Published online May 26, 2019. doi: 10.4330/wjc.v11.i5.137
Peer-review started: February 22, 2019
First decision: March 15, 2019
Revised: April 2, 2019
Accepted: May 22, 2019
Article in press: May 22, 2019
Published online: May 26, 2019
Previous studies have established a role of gout in predicting risk and prognosis of cardiovascular diseases. However, large-scale data on the impact of gout on inpatient outcomes of acute coronary syndrome (ACS)-related hospitalizations and post-revascularization is inadequate.
Limited data exist on impact of gout on in-hospital outcome of ACS in terms of healthcare utilization and post-revascularization outcomes.
The study aimed to evaluate the impact of gout on in-hospital outcomes of ACS hospitalizations, subsequent healthcare burden and predictors of post-revascularization inpatient mortality.
We used the national inpatient sample (2010-2014) to identify the ACS and gout-related hospitalizations, relevant comorbidities, revascularization and post-revascularization outcomes using the ICD-9 CM codes. A multivariable analysis was performed to evaluate the predictors of post-revascularization in-hospital mortality.

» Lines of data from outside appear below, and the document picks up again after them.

// SPDX-License-Identifier: MIT

//! Predicate evaluator

use super::ast::{CompareOp, Expr, LogicalOp};
use crate::config::EvalOptions;
use crate::env::Environment;
use crate::value::Value;

/// Evaluate a predicate against an environment
///
/// Evaluation never fails: unbound variables, failed casts and mismatched
/// types all make the affected comparison false.
pub fn evaluate(expr: &Expr, env: &Environment, options: &EvalOptions) -> bool {
    match expr {
        Expr::Literal(value) => *value,
        Expr::Binary { left, op, right } => {
            let x = left.lookup_with(env, options);
            let y = right.lookup_with(env, options);
            let verdict = compare(&x, *op, &y);
            log::trace!("{} {} {} => {}", x, op, y, verdict);
            verdict
        }
        Expr::Logical { left, op, right } => match op {
            LogicalOp::And => evaluate(left, env, options) && evaluate(right, env, options),
            LogicalOp::Or => evaluate(left, env, options) || evaluate(right, env, options),
        },
    }
}

/// Apply a comparison operator to two resolved values.
///
/// Ordering operators need operands of the same variant; across variants
/// they are false, like every other comparison.
pub fn compare(x: &Value, op: CompareOp, y: &Value) -> bool {
    let ordered = x.is_comparable(y);
    match op {
        CompareOp::Eq => x.equal(y),
        CompareOp::NotEq => !x.equal(y),
        CompareOp::Lt => ordered && !x.equal(y) && x.less(y),
        CompareOp::Lte => ordered && (x.equal(y) || x.less(y)),
        CompareOp::Gt => ordered && !x.equal(y) && !x.less(y),
        CompareOp::Gte => ordered && (x.equal(y) || !x.less(y)),
        CompareOp::Almost => x.almost(y),
        CompareOp::StartsWith => x.starts_with(y),
        CompareOp::EndsWith => x.ends_with(y),
    }
}

impl Expr {
    /// Evaluate with default options
    pub fn compare(&self, env: &Environment) -> bool {
        evaluate(self, env, &EvalOptions::default())
    }

    /// Evaluate with explicit options
    pub fn compare_with(&self, env: &Environment, options: &EvalOptions) -> bool {
        evaluate(self, env, options)
    }
}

Out of 3144744 ACS-related hospitalizations, 105198 (3.35%) patients had gout. The ACS-gout cohort were more often older white males with a higher prevalence of comorbidities. ACS-gout cohort showed comparativly higher prevalence of Coronary artery bypass grafting. Post-revascularization complications including cardiac (3.2% vs 2.9%), respiratory (3.5% vs 2.9%), and hemorrhage (3.1% vs 2.7%) were higher whereas all-cause mortality was lower (2.2% vs 3.0%) in the ACS-gout cohort (P < 0.001). An older age (OR 15.63, CI: 5.51-44.39), non-elective admissions (OR 2.00, CI: 1.44-2.79), lower household income (OR 1.44; CI: 1.17-1.78), and comorbid conditions predicted higher mortality in ACS-gout cohort undergoing revascularization (P < 0.001). Odds of post-revascularization in-hospital mortality were lower in Hispanics (OR 0.45, CI: 0.31-0.67) and Asians (OR 0.65, CI: 0.45-0.94) as compared to white (P < 0.001). However, post-operative complications significantly raised mortality odds. Mean length of stay, transfer to other facilities, and hospital charges were higher in the ACS-gout cohort.
Gout was not independently associated with an increased risk of post-revascularization in-hospital mortality in ACS. However, gout did increase post-revascularization complications.
This study may help clinicians making evidence-based decision in patients with history of gout who are admitted with primary diagnosis of ACS and have undergone re-vascularization.